Brussels Weighs a Solo Move
The European Union is prepared to press ahead with stricter sanctions on Russian oil tankers, even if it cannot secure full backing from its G7 partners. Valdis Dombrovskis said a joint agreement would be preferable but is not an “absolute precondition” for action.
The proposed measures form part of the bloc’s 20th sanctions package against the Kremlin, which Brussels hopes to approve by 24 February, marking four years since Russia’s full-scale invasion of Ukraine.
At the heart of the debate is a potential full ban on maritime services for Russian oil tankers. If adopted, EU-based companies would no longer be allowed to service these vessels at any price — effectively ending the G7’s oil price cap system within EU jurisdiction. The cap, introduced in December 2022, was last set at $44.10 per barrel.
Dombrovskis stressed that coordination with the G7 remains the goal, but made clear the EU is ready to act independently if broader agreement cannot be reached.

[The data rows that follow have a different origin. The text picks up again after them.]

//! Mock stage models for testing
//!
//! Each model has a trivially predictable behaviour, which makes it easy to
//! check the cascade plumbing independently of the leaching kinetics.

use std::time::Duration;

use leach_rs::physics::{Inlet, PhysicalModel, StageState};

// =================================================================================================
// Exponential Decay: dy/dt = -k*y
// =================================================================================================

/// Every component decays as dy/dt = -k*y, the inlet is ignored
///
/// Analytical solution: y(t) = y₀ * exp(-k*t)
pub struct ExponentialDecay {
    pub decay_rate: f64,
}

impl ExponentialDecay {
    pub fn new(decay_rate: f64) -> Self {
        Self { decay_rate }
    }

    /// Compute analytical solution at time t
    pub fn analytical_solution(&self, t: f64, y0: f64) -> f64 {
        y0 * (-self.decay_rate * t).exp()
    }
}

impl PhysicalModel for ExponentialDecay {
    fn compute_physics(&self, state: &StageState, _inlet: &Inlet) -> StageState {
        *state * -self.decay_rate
    }

    fn setup_initial_state(&self) -> StageState {
        StageState::new(1.0, 1.0, 1.0, 1.0, 1.0)
    }

    fn name(&self) -> &str {
        "Exponential Decay"
    }
}

// =================================================================================================
// Unstable: blows up once c_A drops below a threshold
// =================================================================================================

/// c_A falls at 1 per hour; the derivative turns NaN below `threshold`
pub struct Unstable {
    pub threshold: f64,
}

impl PhysicalModel for Unstable {
    fn compute_physics(&self, state: &StageState, _inlet: &Inlet) -> StageState {
        if state.concentration_a() < self.threshold {
            StageState::new(0.0, 0.0, 0.0, f64::NAN, 0.0)
        } else {
            StageState::new(0.0, 0.0, 0.0, -1.0, 0.0)
        }
    }

    fn setup_initial_state(&self) -> StageState {
        StageState::new(1.0, 0.01, 0.01, 10.0, 0.0)
    }

    fn name(&self) -> &str {
        "Unstable"
    }
}

// =================================================================================================
// Sluggish: constant state, slow evaluation
// =================================================================================================

/// Zero derivative that takes `delay` to compute, for cancellation tests
pub struct Sluggish {
    pub delay: Duration,
}

impl PhysicalModel for Sluggish {
    fn compute_physics(&self, _state: &StageState, _inlet: &Inlet) -> StageState {
        std::thread::sleep(self.delay);
        StageState::zeros()
    }

    fn setup_initial_state(&self) -> StageState {
        StageState::new(1.0, 0.01, 0.01, 5.0, 5.0)
    }

    fn name(&self) -> &str {
        "Sluggish"
    }
}

// =================================================================================================
// Draining: a stage whose bed collapses
// =================================================================================================

/// c_A relaxes towards the inlet at rate 1
///
/// The height drops at 1.2 per hour while the inlet carries species B, and
/// the stage is frozen once the height reaches 0.
pub struct Draining;

impl PhysicalModel for Draining {
    fn compute_physics(&self, state: &StageState, inlet: &Inlet) -> StageState {
        let dh = if inlet.b > 0.0 { -1.2 } else { 0.0 };
        StageState::new(dh, 0.0, 0.0, inlet.a - state.concentration_a(), 0.0)
    }

    fn setup_initial_state(&self) -> StageState {
        StageState::new(1.0, 0.01, 0.01, 0.0, 0.0)
    }

    fn is_frozen(&self, state: &StageState) -> bool {
        state.height() <= 0.0
    }

    fn name(&self) -> &str {
        "Draining"
    }
}
//! leach-rs: Heap Leaching Simulation Framework
//!
//! Simulates the irrigation of a caliche heap split into stacked stages. Each
//! stage holds spherical particles of two soluble species that dissolve with
//! shrinking-core kinetics while the percolating solution carries the
//! dissolved salts down to the next stage.
//!
//! # Architecture
//!
//! leach-rs is built on two core principles:
//!
//! 1. **Separation of Physics and Numerics**
//!    - Physical models define the stage equations (what to solve)
//!    - Integrators provide the time stepping (how to solve)
//!
//! 2. **Validated inputs, typed failures**
//!    - Parameters are checked before a run starts
//!    - Every failure is a [`LeachError`](error::LeachError) variant
//!
//! # Quick Start
//!
//! ```rust
//! use leach_rs::prelude::*;
//!
//! # fn main() -> LeachResult<()> {
//! // 1. Physical and operating parameters (caliche defaults)
//! let params = SimulationParameters::default();
//!
//! // 2. Run configuration: 24 h, dt = 0.5 h, three stages fed with water
//! let config = RunConfiguration::default().with_total_time(24.0);
//!
//! // 3. Calibrate particle counts and integrate
//! let result = CascadeSimulator::new(params, config)?.run()?;
//!
//! // 4. Access results
//! let bottom = result.final_state(2).expect("three stages");
//! assert!(bottom.concentration(Species::A) <= 250.0);
//! assert_eq!(result.len(), 49);
//! # Ok(())
//! # }
//! ```
//!
//! # Modules
//!
//! - [`error`]: Error type and result alias
//! - [`physics`]: Stage state, feed and the [`PhysicalModel`](physics::PhysicalModel) trait
//! - [`models`]: Parameters, particle calibration and the shrinking-core model
//! - [`solver`]: RK4 integrator and the cascade simulator
//! - [`output`]: Plots and CSV/JSON export

pub mod error;
pub mod models;
pub mod output;
pub mod physics;
pub mod solver;

pub mod prelude {
    //! Convenient imports for common usage
    //!
    //! ```rust
    //! use leach_rs::prelude::*;
    //! ```
    pub use crate::error::{LeachError, LeachResult};
    pub use crate::models::{
        ClampPolicy, LeachingModel, ParticleCounts, SimulationParameters, SpeciesParameters,
    };
    pub use crate::physics::{Inlet, PhysicalModel, Species, StageState};
    pub use crate::solver::{
        CascadeResult, CascadeSimulator, Integrator, RK4Solver, RunConfiguration,
        SimulationHandle,
    };
}
use crate::physics::{Species, StageState};
use crate::solver::CascadeResult;

// =============================================================================
// Configuration Structures
// =============================================================================

/// Configuration for CSV export
///
/// # Example
///
/// ```rust
/// use leach_rs::output::export::CsvConfig;
///
/// let config = CsvConfig {
///     delimiter: ';',
///     precision: 10,
///     n_points: Some(100),
///     ..Default::default()
/// };
/// assert_eq!(config.decimal_separator, '.');
/// ```
#[derive(Clone, Debug)]
pub struct CsvConfig {
    /// Column delimiter (default: ',')
    pub delimiter: char,

    /// Decimal separator (default: '.')
    pub decimal_separator: char,

    /// Number of decimal places for floating-point values (default: 6)
    pub precision: usize,

    /// Include metadata header comments (default: false)
    pub include_metadata: bool,

    /// Metadata to include in header
    pub metadata: Option<CsvMetadata>,

    /// Custom header for time column (default: "Time (h)")
    pub time_header: String,

    /// Unit appended to concentration headers (default: "g/L")
    pub concentration_unit: String,

    /// Also write bed height and particle radii of every stage (default: false)
    pub include_geometry: bool,

    /// Uniformly downsample to this many rows (default: None, all rows)
    pub n_points: Option<usize>,
}

impl Default for CsvConfig {
    fn default() -> Self {
        Self {
            delimiter: ',',
            decimal_separator: '.',
            precision: 6,
            include_metadata: false,
            metadata: None,
            time_header: "Time (h)".to_string(),
            concentration_unit: "g/L".to_string(),
            include_geometry: false,
            n_points: None,
        }
    }
}

impl CsvConfig {
    /// Create config with European CSV format (semicolon, comma for decimal)
    pub fn european() -> Self {
        Self {
            delimiter: ';',
            decimal_separator: ',',
            ..Default::default()
        }
    }

    /// Builder pattern: set delimiter
    pub fn delimiter(mut self, delimiter: char) -> Self {
        self.delimiter = delimiter;
        self
    }

    /// Builder pattern: set precision
    pub fn precision(mut self, precision: usize) -> Self {
        self.precision = precision;
        self
    }

    /// Builder pattern: downsample to `n_points` rows
    pub fn downsample(mut self, n_points: usize) -> Self {
        self.n_points = Some(n_points);
        self
    }

    /// Builder pattern: add height and radius columns
    pub fn with_geometry(mut self) -> Self {
        self.include_geometry = true;
        self
    }

    /// Builder pattern: enable metadata
    pub fn with_metadata(mut self, metadata: CsvMetadata) -> Self {
        self.include_metadata = true;
        self.metadata = Some(metadata);
        self
    }
}

/// Metadata for CSV header comments
///
/// All fields are optional. Only non-None fields will be included in the CSV header.
#[derive(Clone, Debug, Default)]
pub struct CsvMetadata {
    /// Model name
    pub model_name: Option<String>,

    /// Solver name (e.g., "Runge Kutta (RK4)")
    pub solver_name: Option<String>,

    /// Total simulation time (hours)
    pub total_time: Option<f64>,

    /// Number of time steps
    pub time_steps: Option<usize>,

    /// Number of stages
    pub stages: Option<usize>,

    /// Additional custom parameters
    pub custom: Vec<(String, String)>,
}

impl CsvMetadata {
    /// Create metadata from the run information stored in a result
    pub fn from_result(result: &CascadeResult) -> Self {
        Self {
            model_name: result.get_metadata("model").cloned(),
            solver_name: result.get_metadata("solver").cloned(),
            total_time: result.get_metadata("total time").and_then(|v| v.parse().ok()),
            time_steps: result.get_metadata("time steps").and_then(|v| v.parse().ok()),
            stages: Some(result.stage_count()),
            custom: Vec::new(),
        }
    }

    /// Add custom parameter
    pub fn add_custom(&mut self, key: impl Into<String>, value: impl Into<String>) {
        self.custom.push((key.into(), value.into()));
    }
}

// =============================================================================
// Helper Functions
// =============================================================================

/// Write metadata header comments
fn write_metadata_header<W: Write>(
    writer: &mut W,
    metadata: &CsvMetadata,
) -> Result<(), Box<dyn Error>> {
    writeln!(writer, "# Heap Leaching Simulation Data")?;

    let now = chrono::Utc::now();
    writeln!(writer, "# Generated: {}", now.to_rfc3339())?;

    if let Some(model) = &metadata.model_name {
        writeln!(writer, "# Model: {}", model)?;
    }
    if let Some(solver) = &metadata.solver_name {
        writeln!(writer, "# Solver: {}", solver)?;
    }
    if let Some(total_time) = metadata.total_time {
        writeln!(writer, "# Total Time: {} h", total_time)?;
    }
    if let Some(time_steps) = metadata.time_steps {
        writeln!(writer, "# Time Steps: {}", time_steps)?;
    }
    if let Some(stages) = metadata.stages {
        writeln!(writer, "# Stages: {}", stages)?;
    }
    for (key, value) in &metadata.custom {
        writeln!(writer, "# {}: {}", key, value)?;
    }

    writeln!(writer, "#")?;
    Ok(())
}

/// Format number with configured precision and decimal separator
fn format_number(value: f64, config: &CsvConfig) -> String {
    let formatted = format!("{:.prec$}", value, prec = config.precision);

    if config.decimal_separator != '.' {
        formatted.replace('.', &config.decimal_separator.to_string())
    } else {
        formatted
    }
}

G7 Divisions and Greek Concerns
Earlier this month, the European Commission had indicated it would only move forward after a G7 decision. The latest remarks suggest a firmer stance, though it remains unclear how many allies would mirror such a measure.
The United Kingdom, Canada and Australia have acknowledged the proposal and say discussions are ongoing. The United States and Japan have yet to respond publicly.
Within the EU itself, concerns have surfaced. Greece, home to one of the world’s most powerful shipping industries, is reportedly wary of a full maritime services ban. Greek officials fear it could boost competition from India and China, strengthen Russia’s so-called “shadow fleet,” and encourage ship owners to remove vessels from national registries — a tactic known as deflagging.
Some EU ministers argue that unity is key, but others insist action should not be delayed. As Sweden’s finance minister put it, broader alignment is better — but Europe must ultimately “do what we need to do.”
Kyrgyzstan in the Spotlight
Beyond oil, the upcoming sanctions package includes another significant step: the first-ever use of the EU’s Anti-Circumvention Tool. The mechanism is designed to prevent EU-made goods from being rerouted to Russia through third countries.
This has drawn attention to Kyrgyzstan, which shares a customs union with Russia. Trade between the EU and Kyrgyzstan has surged dramatically since the invasion. EU exports to the country rose from €263 million in 2021 to €2.5 billion in 2024, with more than half consisting of machinery and transport equipment.
Brussels fears that some of these goods — particularly advanced machines and radio equipment — could be re-exported to Russia and repurposed for military use.
Negotiations among EU ambassadors are continuing, with the aim of finalising the sanctions package by the February deadline. Whether the bloc moves forward in lockstep with the G7 or charts its own course, the message from Brussels is increasingly clear: further economic pressure on Moscow is coming.